◆ Exercise aim ◆
Copy the lines exactly as they appear, starting with the first line of the records and ending with the line that contains "use super::handle::ConnectionHandle;".
[Opening Exercise data section]
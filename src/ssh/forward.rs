// ABOUTME: Local TCP port forwarding through an authenticated connection.
// ABOUTME: Accepts local connections and relays each over its own direct-tcpip channel.

use super::error::{Error, Result};
use super::handle::ConnectionHandle;
use super::host::split_host_port;
use super::session::Session;
use parking_lot::Mutex;
use std::future::Future;
use std::net::SocketAddr;
use std::sync::Arc;
use tokio::io::{AsyncRead, AsyncWrite};
use tokio::net::{TcpListener, TcpStream};
use tokio::sync::watch;
use tokio::task::JoinHandle;

/// Lifecycle of a forwarder.
#[derive(Debug, Clone, Copy, PartialEq, Eq)]
pub enum ForwarderState {
    Created,
    Listening,
    Closed,
}

impl std::fmt::Display for ForwarderState {
    fn fmt(&self, f: &mut std::fmt::Formatter<'_>) -> std::fmt::Result {
        match self {
            ForwarderState::Created => f.write_str("created"),
            ForwarderState::Listening => f.write_str("listening"),
            ForwarderState::Closed => f.write_str("closed"),
        }
    }
}

/// Forwards a local listening port to a fixed remote address.
///
/// The forwarder uses the connection handle but never closes it. Closing the
/// forwarder stops accepting; sessions already running drain on their own.
pub struct Forwarder {
    tunnel: Arc<Tunnel>,
    local_addr: SocketAddr,
    state: Mutex<ForwarderState>,
    listener: Mutex<Option<TcpListener>>,
    shutdown: watch::Sender<bool>,
    accept_task: Mutex<Option<JoinHandle<()>>>,
}

/// What each accepted connection needs.
struct Tunnel {
    handle: ConnectionHandle,
    remote: String,
    remote_host: String,
    remote_port: u16,
    descriptor: String,
}

impl Forwarder {
    /// Bind `local_bind` and prepare to forward to `remote` (`host:port`).
    pub async fn new(handle: ConnectionHandle, local_bind: &str, remote: &str) -> Result<Self> {
        let (remote_host, remote_port) =
            split_host_port(remote).ok_or_else(|| Error::InvalidAddress(remote.to_string()))?;

        let listener = TcpListener::bind(local_bind)
            .await
            .map_err(|source| Error::Listen {
                addr: local_bind.to_string(),
                source,
            })?;
        let local_addr = listener.local_addr()?;

        let (shutdown, _) = watch::channel(false);

        Ok(Self {
            tunnel: Arc::new(Tunnel {
                handle,
                remote: remote.to_string(),
                remote_host,
                remote_port,
                descriptor: format!("{} -> {}", local_addr.port(), remote),
            }),
            local_addr,
            state: Mutex::new(ForwarderState::Created),
            listener: Mutex::new(Some(listener)),
            shutdown,
            accept_task: Mutex::new(None),
        })
    }

    pub fn local_addr(&self) -> SocketAddr {
        self.local_addr
    }

    pub fn remote_addr(&self) -> &str {
        &self.tunnel.remote
    }

    /// `<local port> -> <remote>`, used to tag log lines.
    pub fn descriptor(&self) -> &str {
        &self.tunnel.descriptor
    }

    pub fn state(&self) -> ForwarderState {
        *self.state.lock()
    }

    /// Start accepting connections in the background.
    pub fn start(&self) -> Result<()> {
        let mut state = self.state.lock();
        let listener = match *state {
            ForwarderState::Created => self.listener.lock().take(),
            _ => None,
        };
        let Some(listener) = listener else {
            return Err(Error::InvalidState {
                action: "start",
                state: *state,
            });
        };

        let tunnel = Arc::clone(&self.tunnel);
        let shutdown = self.shutdown.subscribe();
        let task = tokio::spawn(async move {
            let descriptor = tunnel.descriptor.clone();
            match accept_loop(listener, tunnel, shutdown).await {
                LoopExit::Closed => tracing::debug!("[{}] listener closed", descriptor),
                LoopExit::Failed(e) => tracing::error!("[{}] accept failed: {}", descriptor, e),
            }
        });

        *self.accept_task.lock() = Some(task);
        *state = ForwarderState::Listening;
        tracing::info!("[{}] listening on {}", self.tunnel.descriptor, self.local_addr);
        Ok(())
    }

    /// Stop accepting and release the listener. Idempotent.
    pub async fn close(&self) {
        let task = {
            let mut state = self.state.lock();
            if *state == ForwarderState::Closed {
                return;
            }
            *state = ForwarderState::Closed;
            self.listener.lock().take();
            self.shutdown.send_replace(true);
            self.accept_task.lock().take()
        };

        if let Some(task) = task {
            let _ = task.await;
        }
    }
}

impl Drop for Forwarder {
    fn drop(&mut self) {
        self.shutdown.send_replace(true);
    }
}

impl Tunnel {
    /// Open a channel for one accepted connection and relay it.
    async fn forward<S>(&self, local: S, peer: SocketAddr)
    where
        S: AsyncRead + AsyncWrite + Unpin + Send + 'static,
    {
        match self
            .handle
            .open_channel(&self.remote_host, self.remote_port)
            .await
        {
            Ok(remote) => {
                Session::new(local, remote, format!("{} -> {}", peer, self.remote))
                    .run()
                    .await;
            }
            Err(e) => tracing::warn!("[{}] {}", self.descriptor, e),
        }
    }
}

/// Source of accepted connections.
pub(crate) trait Accept: Send + 'static {
    type Stream: AsyncRead + AsyncWrite + Unpin + Send + 'static;

    fn accept(
        &mut self,
    ) -> impl Future<Output = std::io::Result<(Self::Stream, SocketAddr)>> + Send;
}

impl Accept for TcpListener {
    type Stream = TcpStream;

    async fn accept(&mut self) -> std::io::Result<(TcpStream, SocketAddr)> {
        TcpListener::accept(self).await
    }
}

#[derive(Debug)]
pub(crate) enum LoopExit {
    /// Shutdown was requested.
    Closed,
    /// Accept returned an I/O error.
    Failed(std::io::Error),
}

async fn accept_loop<A: Accept>(
    mut listener: A,
    tunnel: Arc<Tunnel>,
    mut shutdown: watch::Receiver<bool>,
) -> LoopExit {
    loop {
        let accepted = tokio::select! {
            // Any change, or the forwarder being dropped, means stop.
            _ = shutdown.changed() => return LoopExit::Closed,
            accepted = listener.accept() => accepted,
        };

        match accepted {
            Ok((stream, peer)) => {
                tracing::debug!("[{}] accepted {}", tunnel.descriptor, peer);
                let tunnel = Arc::clone(&tunnel);
                tokio::spawn(async move { tunnel.forward(stream, peer).await });
            }
            Err(e) => return LoopExit::Failed(e),
        }
    }
}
[Closing Exercise data section]
◆ Your response ◆
filename src/ssh/forward.rs
// ABOUTME: Local TCP port forwarding through an authenticated connection.
// ABOUTME: Accepts local connections and relays each over its own direct-tcpip channel.

use super::error::{Error, Result};
use super::handle::ConnectionHandle;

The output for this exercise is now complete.